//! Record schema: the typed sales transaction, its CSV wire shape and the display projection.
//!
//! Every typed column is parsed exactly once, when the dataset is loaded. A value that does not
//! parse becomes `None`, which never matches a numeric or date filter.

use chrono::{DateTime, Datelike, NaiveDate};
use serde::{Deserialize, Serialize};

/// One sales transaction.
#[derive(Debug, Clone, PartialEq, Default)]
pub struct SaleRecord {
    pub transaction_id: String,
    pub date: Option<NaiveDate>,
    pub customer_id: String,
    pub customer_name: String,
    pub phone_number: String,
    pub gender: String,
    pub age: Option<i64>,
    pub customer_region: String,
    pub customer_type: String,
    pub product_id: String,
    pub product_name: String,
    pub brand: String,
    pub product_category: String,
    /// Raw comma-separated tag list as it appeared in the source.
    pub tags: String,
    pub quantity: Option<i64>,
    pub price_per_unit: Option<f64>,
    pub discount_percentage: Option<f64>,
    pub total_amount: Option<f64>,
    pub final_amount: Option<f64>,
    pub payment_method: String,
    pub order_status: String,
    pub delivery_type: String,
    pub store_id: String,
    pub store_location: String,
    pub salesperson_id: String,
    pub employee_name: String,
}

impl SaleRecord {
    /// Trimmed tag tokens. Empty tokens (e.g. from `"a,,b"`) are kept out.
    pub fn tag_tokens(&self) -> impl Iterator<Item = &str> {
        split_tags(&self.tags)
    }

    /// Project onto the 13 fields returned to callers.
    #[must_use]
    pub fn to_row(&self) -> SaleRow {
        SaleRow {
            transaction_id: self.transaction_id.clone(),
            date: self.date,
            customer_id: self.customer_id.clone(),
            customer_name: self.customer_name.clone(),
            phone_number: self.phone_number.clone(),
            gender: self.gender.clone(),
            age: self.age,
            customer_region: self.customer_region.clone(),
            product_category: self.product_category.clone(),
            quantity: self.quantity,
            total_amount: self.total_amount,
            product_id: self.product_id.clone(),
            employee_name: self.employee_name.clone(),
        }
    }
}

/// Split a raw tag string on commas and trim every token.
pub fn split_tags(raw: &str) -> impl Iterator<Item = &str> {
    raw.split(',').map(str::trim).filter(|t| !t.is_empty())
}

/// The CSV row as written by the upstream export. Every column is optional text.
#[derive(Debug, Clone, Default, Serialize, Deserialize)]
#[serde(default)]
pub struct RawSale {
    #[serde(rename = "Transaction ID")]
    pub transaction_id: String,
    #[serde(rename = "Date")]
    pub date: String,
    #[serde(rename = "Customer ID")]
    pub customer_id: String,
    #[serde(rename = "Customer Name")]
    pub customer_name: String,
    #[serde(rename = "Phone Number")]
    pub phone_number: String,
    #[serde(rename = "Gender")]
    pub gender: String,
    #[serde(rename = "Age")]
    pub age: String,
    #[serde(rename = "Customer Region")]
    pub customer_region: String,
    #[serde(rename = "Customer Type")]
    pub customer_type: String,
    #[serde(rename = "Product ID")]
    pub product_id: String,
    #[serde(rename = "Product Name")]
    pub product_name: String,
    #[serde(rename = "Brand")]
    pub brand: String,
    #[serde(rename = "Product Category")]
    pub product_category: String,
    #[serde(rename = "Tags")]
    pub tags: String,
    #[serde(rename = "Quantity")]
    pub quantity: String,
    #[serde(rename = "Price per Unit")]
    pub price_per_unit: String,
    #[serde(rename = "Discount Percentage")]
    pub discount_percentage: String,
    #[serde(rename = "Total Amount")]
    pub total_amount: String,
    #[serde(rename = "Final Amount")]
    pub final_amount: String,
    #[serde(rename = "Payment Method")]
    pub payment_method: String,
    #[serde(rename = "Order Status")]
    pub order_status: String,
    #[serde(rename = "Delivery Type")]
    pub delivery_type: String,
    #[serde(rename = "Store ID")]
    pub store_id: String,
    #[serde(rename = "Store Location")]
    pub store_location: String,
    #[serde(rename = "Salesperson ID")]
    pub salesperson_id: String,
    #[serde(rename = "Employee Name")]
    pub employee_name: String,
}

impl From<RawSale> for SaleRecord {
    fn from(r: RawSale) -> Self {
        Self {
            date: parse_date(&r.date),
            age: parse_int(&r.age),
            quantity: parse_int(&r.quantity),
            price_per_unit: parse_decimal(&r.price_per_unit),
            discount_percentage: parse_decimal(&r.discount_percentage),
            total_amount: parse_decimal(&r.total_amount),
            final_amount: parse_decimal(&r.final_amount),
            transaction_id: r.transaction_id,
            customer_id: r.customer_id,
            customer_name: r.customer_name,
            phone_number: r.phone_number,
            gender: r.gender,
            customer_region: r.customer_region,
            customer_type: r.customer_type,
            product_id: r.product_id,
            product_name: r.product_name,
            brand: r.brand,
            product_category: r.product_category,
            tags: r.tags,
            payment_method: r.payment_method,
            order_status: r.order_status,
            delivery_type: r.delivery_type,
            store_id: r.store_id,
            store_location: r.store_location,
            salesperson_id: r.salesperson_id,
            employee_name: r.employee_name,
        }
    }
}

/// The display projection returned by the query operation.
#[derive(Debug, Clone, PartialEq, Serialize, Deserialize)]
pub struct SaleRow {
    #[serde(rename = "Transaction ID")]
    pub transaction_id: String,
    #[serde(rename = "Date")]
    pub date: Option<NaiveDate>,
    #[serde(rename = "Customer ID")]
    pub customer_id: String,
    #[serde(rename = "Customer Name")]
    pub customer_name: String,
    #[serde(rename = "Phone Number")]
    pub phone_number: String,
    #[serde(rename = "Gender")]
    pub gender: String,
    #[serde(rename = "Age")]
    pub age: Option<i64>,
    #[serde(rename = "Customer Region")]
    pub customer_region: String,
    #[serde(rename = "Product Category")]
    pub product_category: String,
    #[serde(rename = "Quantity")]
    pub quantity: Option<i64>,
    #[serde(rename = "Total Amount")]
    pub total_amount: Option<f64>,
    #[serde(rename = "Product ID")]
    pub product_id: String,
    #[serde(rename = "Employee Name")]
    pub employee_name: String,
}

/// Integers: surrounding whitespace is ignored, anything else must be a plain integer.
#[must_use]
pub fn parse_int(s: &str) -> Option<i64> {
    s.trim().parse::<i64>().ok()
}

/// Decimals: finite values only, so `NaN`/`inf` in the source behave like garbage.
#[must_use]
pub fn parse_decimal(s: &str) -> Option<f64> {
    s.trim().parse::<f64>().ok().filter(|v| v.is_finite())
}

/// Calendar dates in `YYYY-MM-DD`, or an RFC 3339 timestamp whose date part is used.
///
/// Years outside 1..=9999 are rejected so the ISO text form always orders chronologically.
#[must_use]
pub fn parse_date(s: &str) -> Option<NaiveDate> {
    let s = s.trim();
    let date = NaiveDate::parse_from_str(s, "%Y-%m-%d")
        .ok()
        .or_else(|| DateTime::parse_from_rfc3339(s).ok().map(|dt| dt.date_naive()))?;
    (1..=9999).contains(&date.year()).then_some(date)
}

▶ _What you will do_
All the records, from the first line to the last: repeat them exactly.

▶ _Your solution_
//! Record schema: the typed sales transaction, its CSV wire shape and the display projection.
//!
//! Every typed column is parsed exactly once, when the dataset is loaded. A value that does not
//! parse becomes `None`, which never matches a numeric or date filter.

use chrono::{DateTime, Datelike, NaiveDate};
use serde::{Deserialize, Serialize};

/// One sales transaction.
#[derive(Debug, Clone, PartialEq, Default)]
pub struct SaleRecord {
    pub transaction_id: String,
    pub date: Option<NaiveDate>,
    pub customer_id: String,
    pub customer_name: String,
    pub phone_number: String,
    pub gender: String,
    pub age: Option<i64>,
    pub customer_region: String,
    pub customer_type: String,
    pub product_id: String,
    pub product_name: String,
    pub brand: String,
    pub product_category: String,
    /// Raw comma-separated tag list as it appeared in the source.
    pub tags: String,
    pub quantity: Option<i64>,
    pub price_per_unit: Option<f64>,
    pub discount_percentage: Option<f64>,
    pub total_amount: Option<f64>,
    pub final_amount: Option<f64>,
    pub payment_method: String,
    pub order_status: String,
    pub delivery_type: String,
    pub store_id: String,
    pub store_location: String,
    pub salesperson_id: String,
    pub employee_name: String,
}

impl SaleRecord {
    /// Trimmed tag tokens. Empty tokens (e.g. from `"a,,b"`) are kept out.
    pub fn tag_tokens(&self) -> impl Iterator<Item = &str> {
        split_tags(&self.tags)
    }

    /// Project onto the 13 fields returned to callers.
    #[must_use]
    pub fn to_row(&self) -> SaleRow {
        SaleRow {
            transaction_id: self.transaction_id.clone(),
            date: self.date,
            customer_id: self.customer_id.clone(),
            customer_name: self.customer_name.clone(),
            phone_number: self.phone_number.clone(),
            gender: self.gender.clone(),
            age: self.age,
            customer_region: self.customer_region.clone(),
            product_category: self.product_category.clone(),
            quantity: self.quantity,
            total_amount: self.total_amount,
            product_id: self.product_id.clone(),
            employee_name: self.employee_name.clone(),
        }
    }
}

/// Split a raw tag string on commas and trim every token.
pub fn split_tags(raw: &str) -> impl Iterator<Item = &str> {
    raw.split(',').map(str::trim).filter(|t| !t.is_empty())
}

/// The CSV row as written by the upstream export. Every column is optional text.
#[derive(Debug, Clone, Default, Serialize, Deserialize)]
#[serde(default)]
pub struct RawSale {
    #[serde(rename = "Transaction ID")]
    pub transaction_id: String,
    #[serde(rename = "Date")]
    pub date: String,
    #[serde(rename = "Customer ID")]
    pub customer_id: String,
    #[serde(rename = "Customer Name")]
    pub customer_name: String,
    #[serde(rename = "Phone Number")]
    pub phone_number: String,
    #[serde(rename = "Gender")]
    pub gender: String,
    #[serde(rename = "Age")]
    pub age: String,
    #[serde(rename = "Customer Region")]
    pub customer_region: String,
    #[serde(rename = "Customer Type")]
    pub customer_type: String,
    #[serde(rename = "Product ID")]
    pub product_id: String,
    #[serde(rename = "Product Name")]
    pub product_name: String,
    #[serde(rename = "Brand")]
    pub brand: String,
    #[serde(rename = "Product Category")]
    pub product_category: String,
    #[serde(rename = "Tags")]
    pub tags: String,
    #[serde(rename = "Quantity")]
    pub quantity: String,
    #[serde(rename = "Price per Unit")]
    pub price_per_unit: String,
    #[serde(rename = "Discount Percentage")]
    pub discount_percentage: String,
    #[serde(rename = "Total Amount")]
    pub total_amount: String,
    #[serde(rename = "Final Amount")]
    pub final_amount: String,
    #[serde(rename = "Payment Method")]
    pub payment_method: String,
    #[serde(rename = "Order Status")]
    pub order_status: String,
    #[serde(rename = "Delivery Type")]
    pub delivery_type: String,
    #[serde(rename = "Store ID")]
    pub store_id: String,
    #[serde(rename = "Store Location")]
    pub store_location: String,
    #[serde(rename = "Salesperson ID")]
    pub salesperson_id: String,
    #[serde(rename = "Employee Name")]
    pub employee_name: String,
}

impl From<RawSale> for SaleRecord {
    fn from(r: RawSale) -> Self {
        Self {
            date: parse_date(&r.date),
            age: parse_int(&r.age),
            quantity: parse_int(&r.quantity),
            price_per_unit: parse_decimal(&r.price_per_unit),
            discount_percentage: parse_decimal(&r.discount_percentage),
            total_amount: parse_decimal(&r.total_amount),
            final_amount: parse_decimal(&r.final_amount),
            transaction_id: r.transaction_id,
            customer_id: r.customer_id,
            customer_name: r.customer_name,
            phone_number: r.phone_number,
            gender: r.gender,
            customer_region: r.customer_region,
            customer_type: r.customer_type,
            product_id: r.product_id,
            product_name: r.product_name,
            brand: r.brand,
            product_category: r.product_category,
            tags: r.tags,
            payment_method: r.payment_method,
            order_status: r.order_status,
            delivery_type: r.delivery_type,
            store_id: r.store_id,
            store_location: r.store_location,
            salesperson_id: r.salesperson_id,
            employee_name: r.employee_name,
        }
    }
}

/// The display projection returned by the query operation.
#[derive(Debug, Clone, PartialEq, Serialize, Deserialize)]
pub struct SaleRow {
    #[serde(rename = "Transaction ID")]
    pub transaction_id: String,
    #[serde(rename = "Date")]
    pub date: Option<NaiveDate>,
    #[serde(rename = "Customer ID")]
    pub customer_id: String,
    #[serde(rename = "Customer Name")]
    pub customer_name: String,
    #[serde(rename = "Phone Number")]
    pub phone_number: String,
    #[serde(rename = "Gender")]
    pub gender: String,
    #[serde(rename = "Age")]
    pub age: Option<i64>,
    #[serde(rename = "Customer Region")]
    pub customer_region: String,
    #[serde(rename = "Product Category")]
    pub product_category: String,
    #[serde(rename = "Quantity")]
    pub quantity: Option<i64>,
    #[serde(rename = "Total Amount")]
    pub total_amount: Option<f64>,
    #[serde(rename = "Product ID")]
    pub product_id: String,
    #[serde(rename = "Employee Name")]
    pub employee_name: String,
}

/// Integers: surrounding whitespace is ignored, anything else must be a plain integer.
#[must_use]
pub fn parse_int(s: &str) -> Option<i64> {
    s.trim().parse::<i64>().ok()
}

/// Decimals: finite values only, so `NaN`/`inf` in the source behave like garbage.
#[must_use]
pub fn parse_decimal(s: &str) -> Option<f64> {
    s.trim().parse::<f64>().ok().filter(|v| v.is_finite())
}

/// Calendar dates in `YYYY-MM-DD`, or an RFC 3339 timestamp whose date part is used.
///
/// Years outside 1..=9999 are rejected so the ISO text form always orders chronologically.
#[must_use]
pub fn parse_date(s: &str) -> Option<NaiveDate> {
    let s = s.trim();
    let date = NaiveDate::parse_from_str(s, "%Y-%m-%d")
        .ok()
        .or_else(|| DateTime::parse_from_rfc3339(s).ok().map(|dt| dt.date_naive()))?;
    (1..=9999).contains(&date.year()).then_some(date)
}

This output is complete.